10. Conclusion I This work enable state-of-the-art research into the physical security of networks of autonomous systems. Specifically, this project will help foster new research into identifying and mitigating attacks on autonomous platforms (UGVs, UAVs) that were designed to exploit security weaknesses in logical systems such as software or cryptographic protocols in order to gain access to the unauthorized information, disable the functions of the sensors as well as extract information from the sensors and actuators of an autonomous system, and inject false information into an automotive autonomous system in order to redirect its path and behavior. Since many autonomous systems obtain their external information via wireless transmissions, either from a command-and-control center or from another autonomous system, this presents a possible vulnerability for attack from an external entity. Moreover, given the dependency of most autonomous systems on embedded processors and sensor systems located throughout a platform, this proposed project will help enable research into identifying various forms of embedded processor hardware and firmware attacks, as well as provide a resource for assessing the effectiveness of new approaches to harden these embedded processors.

11. Conclusion II
With the current research efforts being pursued in the area of security for autonomous systems, almost all activities are focused on attacks and vulnerabilities that take place at the network layer and above. Conversely, research efforts into securing the lower layers of these systems have been rather minimal and remain to be extensively explored, such as attacks on chips, tampering, reverse engineering, anti-counterfeiting, and information leakage.
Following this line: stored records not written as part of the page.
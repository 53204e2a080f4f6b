use image::Rgba;
use serde::{Serialize, Serializer};

use super::style::format_color;
use super::surface::{RectF, Surface};

/// Width of one character relative to the font size when no font metrics exist.
pub const ESTIMATED_ADVANCE: f32 = 0.5;

#[derive(Clone, Debug, PartialEq, Serialize)]
#[serde(tag = "op", rename_all = "snake_case")]
pub enum DrawOp {
    FillRect {
        rect: RectF,
        #[serde(serialize_with = "hex_color")]
        color: Rgba<u8>,
    },
    StrokeRect {
        rect: RectF,
        #[serde(serialize_with = "hex_color")]
        color: Rgba<u8>,
        width: f32,
    },
    FillText {
        text: String,
        x: f32,
        y: f32,
        #[serde(serialize_with = "hex_color")]
        color: Rgba<u8>,
        font_size: f32,
    },
}

fn hex_color<S: Serializer>(color: &Rgba<u8>, serializer: S) -> Result<S::Ok, S::Error> {
    serializer.serialize_str(&format_color(*color))
}

/// Surface that records drawing calls instead of rasterising them.
///
/// Text is measured at a fixed advance per character so layouts are
/// reproducible without a font.
#[derive(Clone, Debug)]
pub struct RecordingSurface {
    width: u32,
    height: u32,
    ops: Vec<DrawOp>,
}

impl RecordingSurface {
    pub fn new(width: u32, height: u32) -> Self {
        Self {
            width,
            height,
            ops: Vec::new(),
        }
    }

    pub fn ops(&self) -> &[DrawOp] {
        &self.ops
    }

    pub fn into_ops(self) -> Vec<DrawOp> {
        self.ops
    }

    pub fn stroked_rects(&self) -> impl Iterator<Item = (RectF, Rgba<u8>)> + '_ {
        self.ops.iter().filter_map(|op| match op {
            DrawOp::StrokeRect { rect, color, .. } => Some((*rect, *color)),
            _ => None,
        })
    }

    pub fn texts(&self) -> impl Iterator<Item = &str> + '_ {
        self.ops.iter().filter_map(|op| match op {
            DrawOp::FillText { text, .. } => Some(text.as_str()),
            _ => None,
        })
    }
}

impl Surface for RecordingSurface {
    fn is_ready(&self) -> bool {
        self.width > 0 && self.height > 0
    }

    fn fill_rect(&mut self, rect: RectF, color: Rgba<u8>) {
        self.ops.push(DrawOp::FillRect { rect, color });
    }

    fn stroke_rect(&mut self, rect: RectF, color: Rgba<u8>, width: f32) {
        self.ops.push(DrawOp::StrokeRect { rect, color, width });
    }

    fn measure_text(&self, text: &str, font_size: f32) -> f32 {
        text.chars().count() as f32 * font_size * ESTIMATED_ADVANCE
    }

    fn fill_text(&mut self, text: &str, x: f32, y: f32, color: Rgba<u8>, font_size: f32) {
        self.ops.push(DrawOp::FillText {
            text: text.to_string(),
            x,
            y,
            color,
            font_size,
        });
    }
}
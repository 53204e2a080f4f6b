//! live - periodic capture → detect → overlay loop.
//!
//! Captures a frame every interval from the configured source, sends it to the
//! detection service (one request at a time) and writes each annotated frame
//! to the output directory. Runs until `--seconds` elapse or Ctrl-C.

use anyhow::Result;
use clap::Parser;
use std::path::PathBuf;
use std::sync::mpsc;
use std::time::Duration;

use insulator_inspect::{
    live::{DirectorySink, LiveConfig, LiveDetection},
    open_source, InspectorConfig, ServiceRegistry,
};

#[derive(Parser, Debug)]
#[command(name = "live", about = "Run live insulator fault detection on a frame source")]
struct Args {
    /// Frame source: stub://<name> or a local image path
    #[arg(long, value_name = "URI")]
    source: Option<String>,

    /// Directory for annotated frames
    #[arg(long, value_name = "DIR")]
    out: Option<PathBuf>,

    /// Capture interval in milliseconds
    #[arg(long, value_name = "MS")]
    interval_ms: Option<u64>,

    /// Detection service to use (mock-upload, mock-webcam, http)
    #[arg(long)]
    service: Option<String>,

    /// Stop after this many seconds (default: run until Ctrl-C)
    #[arg(long, value_name = "SECS")]
    seconds: Option<u64>,
}

fn main() -> Result<()> {
    env_logger::Builder::from_env(env_logger::Env::default().default_filter_or("info")).init();
    let args = Args::parse();

    let mut config = InspectorConfig::load()?;
    if let Some(source) = args.source {
        config.live.source = source;
    }
    if let Some(out) = args.out {
        config.live.out_dir = out;
    }
    if let Some(ms) = args.interval_ms {
        config.live.interval = Duration::from_millis(ms);
    }
    if let Some(service) = args.service {
        config.service.default = service;
    }

    let registry = ServiceRegistry::from_settings(&config.service)?;
    let service = registry
        .default_service()
        .ok_or_else(|| anyhow::anyhow!("no detection service registered"))?;
    let source = open_source(&config.live.source, config.live.width, config.live.height)?;
    let sink = DirectorySink::new(&config.live.out_dir)?;
    log::info!(
        "live: source={} service={} out={}",
        config.live.source,
        config.service.default,
        config.live.out_dir.display()
    );

    let live = LiveDetection::new(
        LiveConfig {
            interval: config.live.interval,
            encoding: config.live.encoding,
        },
        source,
        service,
        config.overlay()?,
        sink,
    );
    let handle = live.spawn()?;

    let (tx, rx) = mpsc::channel();
    ctrlc::set_handler(move || {
        let _ = tx.send(());
    })?;

    match args.seconds {
        Some(secs) => {
            log::info!("live: running for {}s (Ctrl-C to stop early)", secs);
            let _ = rx.recv_timeout(Duration::from_secs(secs));
        }
        None => {
            log::info!("live: waiting for shutdown signal (Ctrl-C)...");
            let _ = rx.recv();
        }
    }

    log::info!("stopping capture loop...");
    let stats = handle.stop()?;
    println!(
        "frames captured: {}  presented: {}  ticks dropped: {}  detection failures: {}  stale: {}",
        stats.frames_captured,
        stats.frames_presented,
        stats.ticks_dropped,
        stats.detection_failures,
        stats.stale_discarded
    );
    if let Some(latest) = live.slot().latest() {
        println!("last overlay: frame #{} {}", latest.seq, latest.status());
    }
    Ok(())
}
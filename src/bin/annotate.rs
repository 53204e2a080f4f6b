//! annotate - one-shot detection over a single image.
//!
//! Loads an image, runs it through the configured detection service, draws the
//! overlay and prints the results panel. `--dry-run` prints the draw calls as
//! JSON instead of writing an image.

use anyhow::Result;
use clap::Parser;
use std::path::{Path, PathBuf};

use insulator_inspect::{
    detect::wire,
    ingest::file::load_image,
    render::{annotate, RecordingSurface},
    ui::{self, Ui, UiMode},
    Frame, InspectorConfig, ServiceRegistry,
};

#[derive(Parser, Debug)]
#[command(name = "annotate", about = "Detect insulator faults in an image and draw the overlay")]
struct Args {
    /// Image to inspect (PNG or JPEG)
    #[arg(value_name = "IMAGE")]
    image: PathBuf,

    /// Output path for the annotated image (default: <image>_annotated.png)
    #[arg(long, value_name = "PATH")]
    out: Option<PathBuf>,

    /// Detection service to use (mock-upload, mock-webcam, http)
    #[arg(long, env = "INSULATOR_SERVICE")]
    service: Option<String>,

    /// Print the draw calls as JSON instead of writing an image
    #[arg(long)]
    dry_run: bool,

    /// Print the detection response in wire format
    #[arg(long)]
    json: bool,

    /// UI mode for stderr progress (auto|plain|pretty)
    #[arg(long, default_value = "auto", value_name = "MODE")]
    ui: UiMode,
}

fn main() -> Result<()> {
    env_logger::Builder::from_env(env_logger::Env::default().default_filter_or("info")).init();
    let args = Args::parse();
    let ui = Ui::detect(args.ui);

    let mut config = InspectorConfig::load()?;
    if let Some(service) = &args.service {
        config.service.default = service.clone();
    }
    let registry = ServiceRegistry::from_settings(&config.service)?;
    let overlay = config.overlay()?;

    let frame = {
        let _stage = ui.stage("Load image");
        Frame::new(1, load_image(&args.image)?)
    };
    let batch = {
        let _stage = ui.stage("Run detection");
        let request = frame.detection_request(config.live.encoding)?;
        registry
            .detect(None, &request)?
            .above_confidence(overlay.min_confidence)
    };

    if args.json {
        println!("{}", String::from_utf8_lossy(&wire::encode_batch(&batch)?));
    }

    if args.dry_run {
        let mut surface = RecordingSurface::new(frame.width(), frame.height());
        let report = annotate(
            &mut surface,
            &batch.detections,
            &overlay.style,
            overlay.classifier.as_ref(),
        )?;
        for skipped in &report.skipped {
            log::warn!("{}", skipped);
        }
        println!("{}", serde_json::to_string_pretty(surface.ops())?);
    } else {
        let out = args
            .out
            .clone()
            .unwrap_or_else(|| default_output_path(&args.image));
        let annotated = {
            let _stage = ui.stage("Draw overlay");
            frame.annotate(batch.clone(), &overlay)?
        };
        annotated
            .image
            .save(&out)
            .map_err(|e| anyhow::anyhow!("writing {}: {}", out.display(), e))?;
        log::info!(
            "annotated image written to {} ({} drawn, {} skipped)",
            out.display(),
            annotated.report.drawn,
            annotated.report.skipped.len()
        );
    }

    println!();
    print!("{}", ui::results_panel(&batch, overlay.classifier.as_ref()));
    Ok(())
}

fn default_output_path(image: &Path) -> PathBuf {
    let stem = image
        .file_stem()
        .and_then(|s| s.to_str())
        .unwrap_or("image");
    image.with_file_name(format!("{}_annotated.png", stem))
}
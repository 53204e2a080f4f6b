//! Insulator fault inspection
//!
//! Draws object-detection results over inspection imagery and drives the
//! periodic capture → detect → overlay loop.
//!
//! # Module Structure
//!
//! - `render`: overlay drawing against an abstract `Surface` (raster and recording backends)
//! - `detect`: detection data model, fault classification, detection services and their wire format
//! - `frame`: captured frames, sequence numbers, annotated frames
//! - `ingest`: frame sources (local images, synthetic `stub://` scenes)
//! - `live`: fixed-interval capture loop with a single in-flight request
//! - `api`: HTTP endpoints serving the detection services
//! - `config`: file + environment configuration
//! - `ui`: terminal stages and the results panel

pub mod api;
pub mod config;
pub mod detect;
pub mod frame;
pub mod ingest;
pub mod live;
pub mod render;
pub mod ui;

pub use config::InspectorConfig;
pub use detect::{
    BoundingBox, Detection, DetectionBatch, DetectionRequest, DetectionService, FaultClasses,
    FaultClassifier, ServiceRegistry,
};
pub use frame::{AnnotatedFrame, Frame, FrameEncoding, FrameSequence, Overlay};
pub use ingest::{open_source, FrameSource, ImageFileSource, SyntheticSource};
pub use live::{LiveConfig, LiveDetection, LiveHandle, LiveStats, OverlaySink};
pub use render::{annotate, AnnotateError, AnnotationReport, OverlayStyle, Surface};
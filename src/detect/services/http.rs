//! Remote detection service over HTTP.
//!
//! The encoded image is POSTed as the raw request body with its MIME type as
//! `Content-Type`; the reply uses the JSON wire format in `detect::wire`. This
//! is the seam where a real inference server replaces the mocks.

use std::time::Duration;

use anyhow::{anyhow, Result};

use crate::detect::result::DetectionBatch;
use crate::detect::service::{DetectionRequest, DetectionService};
use crate::detect::wire;

pub const HTTP_SERVICE_NAME: &str = "http";

#[derive(Clone, Debug)]
pub struct HttpConfig {
    /// Endpoint URL, e.g. `http://127.0.0.1:8787/api/detect`.
    pub url: String,
    pub timeout: Duration,
}

impl Default for HttpConfig {
    fn default() -> Self {
        Self {
            url: String::new(),
            timeout: Duration::from_secs(5),
        }
    }
}

pub struct HttpDetectionService {
    config: HttpConfig,
    agent: ureq::Agent,
}

impl HttpDetectionService {
    pub fn new(config: HttpConfig) -> Result<Self> {
        if !(config.url.starts_with("http://") || config.url.starts_with("https://")) {
            return Err(anyhow!(
                "detection service url must be http:// or https:// (got '{}')",
                config.url
            ));
        }
        let agent = ureq::AgentBuilder::new().timeout(config.timeout).build();
        Ok(Self { config, agent })
    }

    pub fn url(&self) -> &str {
        &self.config.url
    }
}

impl DetectionService for HttpDetectionService {
    fn name(&self) -> &str {
        HTTP_SERVICE_NAME
    }

    fn detect(&mut self, request: &DetectionRequest) -> Result<DetectionBatch> {
        request.ensure_payload()?;
        let response = self
            .agent
            .post(&self.config.url)
            .set("Content-Type", &request.content_type)
            .send_bytes(&request.image);
        let body = match response {
            Ok(resp) => resp.into_string()?,
            Err(ureq::Error::Status(code, resp)) => {
                let body = resp.into_string().unwrap_or_default();
                return Err(anyhow!(
                    "detection service returned {}: {}",
                    code,
                    body.trim()
                ));
            }
            Err(err) => return Err(anyhow!("detection request failed: {}", err)),
        };
        wire::decode_response(&body)
    }
}
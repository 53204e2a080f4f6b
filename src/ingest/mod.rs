//! Frame sources.
//!
//! - Local still images (the uploaded-file case): `ImageFileSource`
//! - Synthetic scenes for tests and demos (`stub://name`): `SyntheticSource`
//!
//! Sources only produce pixels. Sequence numbers and timestamps are assigned
//! by the capture loop. Camera drivers and network streams are not supported;
//! `open_source` rejects URL schemes other than `stub://`.

pub mod file;
pub mod synthetic;

use anyhow::{anyhow, Result};
use image::RgbaImage;

pub use file::ImageFileSource;
pub use synthetic::SyntheticSource;

/// Anything that can hand out frames on demand.
pub trait FrameSource: Send {
    fn name(&self) -> &str;

    /// Prepare the source. Called once before the first capture.
    fn connect(&mut self) -> Result<()>;

    /// Capture the next frame.
    fn capture(&mut self) -> Result<RgbaImage>;

    fn is_healthy(&self) -> bool;

    fn stats(&self) -> SourceStats;
}

/// Statistics for a frame source.
#[derive(Clone, Debug, Default, PartialEq, Eq)]
pub struct SourceStats {
    pub frames_captured: u64,
    pub source: String,
}

/// Open a source from a URI: `stub://name` or a local image path.
pub fn open_source(uri: &str, width: u32, height: u32) -> Result<Box<dyn FrameSource>> {
    let uri = uri.trim();
    if uri.is_empty() {
        return Err(anyhow!("frame source must not be empty"));
    }
    if uri.starts_with("stub://") {
        return Ok(Box::new(SyntheticSource::new(uri, width, height)?));
    }
    if uri.contains("://") {
        return Err(anyhow!(
            "frame source '{}' is not supported (use a local image path or stub://)",
            uri
        ));
    }
    Ok(Box::new(ImageFileSource::new(uri)))
}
Thus, given the high level of dependency that these systems possess with respect to the physical environment around them, such as sensory information, microcontrollers, and control data between different platforms, and coupling with these vulnerabilities the exponential growth in the area of complex networks of autonomous platforms, research into physical security of networks of autonomous systems has the potential to be transformative and very high impact given our growing reliance on this technology. Moreover, these issues and their potential solutions lie at the boundaries of embedded processing, physical security, robotics, and wireless communications Research work developed evaluation methods for assessing the security of networks of autonomous systems. It is necessary to underline that this is the first work that attempts to assess autonomous system security for networks of both unmanned ground vehicles and unmanned aerial vehicles. However, in order to achieve these goals, specialized equipment is needed to accurately assess and evaluate these systems.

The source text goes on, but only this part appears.